The injected script, the Safari web extension and the extension's native app live in different sandboxed environments, each with specific limits on what it can access. Like with WebExtensions, communication between the injected script and the web extension happens with message passing. The two runtime environments share a common format for message passing, and each provides an interface for sending and receiving messages.

However, Apple does not provide a dedicated two-way communication channel between the extension and the extension's native app. Therefore a combination of NSNotificationCenter and NSUserDefaults is used for sending and receiving messages between the extension and the extension's native app.

The extension's native component that coordinates launching the app and exchanging messages with it is in safari-extension.mm.

The extension's native app in main.mm is a thin adapter layer on top of the Qt-based Web eID native app libraries and calls the Web eID app API functions directly from Objective-C code. It also manages message exchange with the app extension.

Build environment setup

You can examine the files in the .github/workflows/ directory to see how continuous integration build environment has been set up for different operating systems.

Ubuntu Linux

Run all commands starting from RUN apt-get update from the following Dockerfile:

https://github.com/mrts/docker-qt-cmake-gtest-valgrind-ubuntu/blob/master/Dockerfile

Windows

  • Download Visual Studio 2019 community installer from https://visualstudio.microsoft.com/ and install Desktop C++ Development

  • Install WIX toolset

    dotnet tool install --global wix --version 5.0.0
    wix extension -g add WixToolset.UI.wixext/5.0.0
    wix extension -g add WixToolset.Util.wixext/5.0.0
    wix extension -g add WixToolset.Bal.wixext/5.0.0
    
  • Download and install Git for Windows from https://git-scm.com/download/win

  • Download and install CMake from https://cmake.org/download/

  • Install vcpkg by running the following commands in Powershell:

    git clone https://github.com/microsoft/vcpkg.git C:\vcpkg
    cd C:\vcpkg
    .\bootstrap-vcpkg.bat
    .\vcpkg integrate install
    
  • Install Google Test and OpenSSL with vcpkg:

    .\vcpkg install --recurse --triplet x64-windows --clean-after-build gtest openssl
    
  • Install Qt with the official Qt Online Installer, choose Custom installation > Qt 6.6.3 > MSVC 2019 64-bit.

macOS

  • Install Homebrew if not already installed:

    /usr/bin/ruby -e "$(curl -fsSL https://raw.githubusercontent.com/Homebrew/install/master/install)"
    
  • Install CMake, Google Test, OpenSSL and Qt with Homebrew:

    brew install cmake web-eid/gtest/gtest openssl qt@6 node
    
  • Create symlink to OpenSSL location and setup environment variables required by CMake:

    export OPENSSL_ROOT_DIR=/usr/local/opt/openssl@1.1
    export QT_DIR=/usr/local/opt/qt6/lib/cmake/Qt6
    

Building and testing

git clone --recurse-submodules git@github.com:web-eid/web-eid-app.git
cd web-eid-app
./build.sh
./test.sh
./build/src/app/web-eid -c get-signing-certificate '{"origin":"https://ria.ee"}'

Building and testing in Windows

Use Powershell to run the following commands to build the project.
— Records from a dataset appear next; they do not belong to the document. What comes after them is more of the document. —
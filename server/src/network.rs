//! TCP listener and task wiring for the relay

use crate::config::RelayConfig;
use crate::connection::{handle_connection, ReadLimits};
use crate::dispatcher::Dispatcher;
use crate::error::RelayError;
use crate::inbound::{self, InboundEvent, InboundSender};
use crate::rate_limiter::RateLimiter;
use log::{error, info, warn};
use shared::SessionId;
use std::net::SocketAddr;
use std::time::Duration;
use tokio::net::TcpListener;
use tokio::sync::mpsc;

/// Pause after a failed accept before trying again
const ACCEPT_BACKOFF: Duration = Duration::from_millis(10);

/// Relay server bound to its listening socket
pub struct Server {
    listener: TcpListener,
    config: RelayConfig,
}

impl Server {
    pub async fn bind(config: RelayConfig) -> Result<Self, RelayError> {
        config.validate()?;

        let addr = config.bind_addr();
        let listener = TcpListener::bind(&addr)
            .await
            .map_err(|source| RelayError::Bind {
                addr: addr.clone(),
                source,
            })?;
        info!("The server is running on {}", addr);

        Ok(Server { listener, config })
    }

    pub fn local_addr(&self) -> Result<SocketAddr, RelayError> {
        self.listener.local_addr().map_err(RelayError::LocalAddr)
    }

    /// Starts the dispatcher and accepts connections until the dispatcher stops
    pub async fn run(self) -> Result<(), RelayError> {
        let (inbound_tx, inbound_rx) = inbound::channel();

        let rate_limiter = RateLimiter::new(self.config.broadcast_interval(), self.config.rate_limit);
        let dispatcher = Dispatcher::new(rate_limiter, self.config.dispatch_pacing());
        info!(
            "Broadcast interval {:?} ({:?} scope), dispatch pacing {:?}",
            self.config.broadcast_interval(),
            self.config.rate_limit,
            self.config.dispatch_pacing()
        );
        tokio::spawn(dispatcher.run(inbound_rx));

        self.accept_loop(inbound_tx).await
    }

    async fn accept_loop(&self, inbound: InboundSender) -> Result<(), RelayError> {
        let mut next_id: SessionId = 1;
        let limits = ReadLimits {
            buffer_size: self.config.read_buffer_size,
            max_line_length: self.config.max_line_length,
        };

        loop {
            let (stream, addr) = match self.listener.accept().await {
                Ok(accepted) => accepted,
                Err(e) => {
                    error!("Accept error: {}", e);
                    tokio::time::sleep(ACCEPT_BACKOFF).await;
                    continue;
                }
            };

            let id = next_id;
            next_id = next_id.wrapping_add(1).max(1);

            if let Err(e) = stream.set_nodelay(true) {
                warn!("Failed to disable Nagle for {}: {}", addr, e);
            }

            let (outbound_tx, outbound_rx) = mpsc::unbounded_channel();

            // Registration is queued before the connection task can queue
            // any of its lines.
            inbound
                .send(InboundEvent::Connected {
                    id,
                    addr,
                    outbound: outbound_tx,
                })
                .map_err(|_| RelayError::DispatcherStopped)?;

            tokio::spawn(handle_connection(
                id,
                stream,
                limits,
                outbound_rx,
                inbound.clone(),
            ));
        }
    }
}
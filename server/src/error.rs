//! Error types for the relay server

use shared::{ProtocolError, SessionId};
use std::io;
use std::path::PathBuf;
use thiserror::Error;

/// Failures that stop the relay server itself
#[derive(Debug, Error)]
pub enum RelayError {
    #[error("failed to bind {addr}: {source}")]
    Bind {
        addr: String,
        #[source]
        source: io::Error,
    },

    #[error("failed to read local address: {0}")]
    LocalAddr(#[source] io::Error),

    #[error("failed to read config file {path}: {source}")]
    ConfigRead {
        path: PathBuf,
        #[source]
        source: io::Error,
    },

    #[error("invalid config file {path}: {source}")]
    ConfigParse {
        path: PathBuf,
        #[source]
        source: toml::de::Error,
    },

    #[error("invalid config: {0}")]
    InvalidConfig(String),

    #[error("dispatcher stopped accepting events")]
    DispatcherStopped,
}

/// Failures that end a single session's connection
#[derive(Debug, Error)]
pub enum ConnectionError {
    #[error("read failed: {0}")]
    Read(#[source] io::Error),

    #[error("write failed: {0}")]
    Write(#[source] io::Error),

    #[error("framing failed: {0}")]
    Framing(#[source] ProtocolError),

    #[error("session {0} writer has shut down")]
    WriterClosed(SessionId),

    #[error("dispatcher is no longer accepting messages")]
    DispatcherClosed,
}
//! # Relay Protocol
//!
//! Wire types shared by the relay server and its clients.
//!
//! The protocol is line-oriented ASCII text over TCP. Every message is a
//! single line terminated by `\n`; a message is a command name, optionally
//! followed by `:` and a `;`-separated field list. There is no length prefix
//! and no versioning, so framing is entirely the job of [`LineBuffer`].
//!
//! ## Client to server
//! - `PlayerData:<name>;<character>`
//! - `Ready`
//! - `Position:<x>;<y>;<isRight>;<spriteName>`
//! - `Attack:<x>;<y>;<damage>;<isRight>;<range>`
//!
//! ## Server to client
//! - `SuccessPlayerConnect`
//! - `Position:<x>;<y>;<isRight>;<spriteName>;<senderId>`
//! - `Attack:<x>;<y>;<damage>;<isRight>;<range>;<senderId>`
//! - `The game begins!`

pub mod framing;
pub mod protocol;

pub use framing::{LineBuffer, DEFAULT_MAX_LINE_LENGTH, LINE_TERMINATOR};
pub use protocol::{
    AttackUpdate, ClientCommand, MessageKind, PositionUpdate, ProtocolError, ServerMessage,
    SessionId, DEFAULT_PORT, FIELD_SEPARATOR, GAME_BEGINS, SPAWN_SPACING,
};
  • Set the Qt installation directory variable:

    $QT_ROOT = "C:\Qt\6.2.4\msvc2019_64"
    
  • Set the vcpkg installation directory variable:

    $VCPKG_ROOT = "C:\vcpkg"
    
  • Set the build type variable:

    $BUILD_TYPE = "RelWithDebInfo"
    
  • Run CMake:

Optionally, WIX Toolset v3 is required for the installer, and the WIX environment variable should be set for the installed target.

  cmake "-DCMAKE_PREFIX_PATH=${QT_ROOT}" `
      "-DCMAKE_TOOLCHAIN_FILE=${VCPKG_ROOT}/scripts/buildsystems/vcpkg.cmake" `
      "-DCMAKE_BUILD_TYPE=${BUILD_TYPE}" -A x64 -B build -S .
  • Run the build and installer build:

    cmake --build build --config ${BUILD_TYPE}
    cmake --build build --config ${BUILD_TYPE} --target installer
    
  • Add Qt binary directory to path:

    $env:PATH += ";${QT_ROOT}\bin"
    
  • Run tests:

    ctest -V -C ${BUILD_TYPE} --test-dir build
    

Adding and updating translations

You can use the free Qt Linguist application to add and edit translations.